Prompt |
Take the entries that follow and write each one out exactly.

------------

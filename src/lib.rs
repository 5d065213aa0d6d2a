//! Diária ledger: rate resolution and shift ledger for delivery-company billing.
//!
//! This crate keeps registries of client companies and drivers, resolves
//! what each shift ("diária") costs the company and pays the driver, and
//! keeps an append-only ledger of shifts with scoped listings and
//! spreadsheet export.
//!
//! # Example
//!
//! ```
//! use std::sync::Arc;
//!
//! use diaria_ledger::audit::MemoryAuditSink;
//! use diaria_ledger::calculation::MissingOverridePolicy;
//! use diaria_ledger::engine::BillingEngine;
//! use diaria_ledger::models::{DriverDraft, Role, User};
//! use diaria_ledger::store::MemoryStore;
//!
//! let engine = BillingEngine::new(
//!     Arc::new(MemoryStore::new()),
//!     MissingOverridePolicy::FallBackToDefault,
//! );
//! let admin = User {
//!     username: "admin".to_string(),
//!     password_hash: String::new(),
//!     role: Role::Admin,
//!     linked_companies: Default::default(),
//! };
//! let audit = MemoryAuditSink::new();
//!
//! let driver = DriverDraft { name: "Joao".to_string(), tax_id: "0123".to_string() };
//! engine.register_driver(&admin, driver, &audit).unwrap();
//! assert_eq!(engine.active_drivers().unwrap().len(), 1);
//! ```

#![warn(missing_docs)]

pub mod access;
pub mod api;
pub mod audit;
pub mod calculation;
pub mod config;
pub mod engine;
pub mod error;
pub mod ledger;
pub mod models;
pub mod parse;
pub mod registry;
pub mod store;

------------

Response area |
filename src/lib.rs
repository 5d065213aa0d6d2a
//! Diária ledger: rate resolution and shift ledger for delivery-company billing.
//!
//! This crate keeps registries of client companies and drivers, resolves
//! what each shift ("diária") costs the company and pays the driver, and
//! keeps an append-only ledger of shifts with scoped listings and
//! spreadsheet export.
//!
//! # Example
//!
//! ```
//! use std::sync::Arc;
//!
//! use diaria_ledger::audit::MemoryAuditSink;
//! use diaria_ledger::calculation::MissingOverridePolicy;
//! use diaria_ledger::engine::BillingEngine;
//! use diaria_ledger::models::{DriverDraft, Role, User};
//! use diaria_ledger::store::MemoryStore;
//!
//! let engine = BillingEngine::new(
//!     Arc::new(MemoryStore::new()),
//!     MissingOverridePolicy::FallBackToDefault,
//! );
//! let admin = User {
//!     username: "admin".to_string(),
//!     password_hash: String::new(),
//!     role: Role::Admin,
//!     linked_companies: Default::default(),
//! };
//! let audit = MemoryAuditSink::new();
//!
//! let driver = DriverDraft { name: "Joao".to_string(), tax_id: "0123".to_string() };
//! engine.register_driver(&admin, driver, &audit).unwrap();
//! assert_eq!(engine.active_drivers().unwrap().len(), 1);
//! ```

#![warn(missing_docs)]

pub mod access;
pub mod api;
pub mod audit;
pub mod calculation;
pub mod config;
pub mod engine;
pub mod error;
pub mod ledger;
pub mod models;
pub mod parse;
pub mod registry;
pub mod store;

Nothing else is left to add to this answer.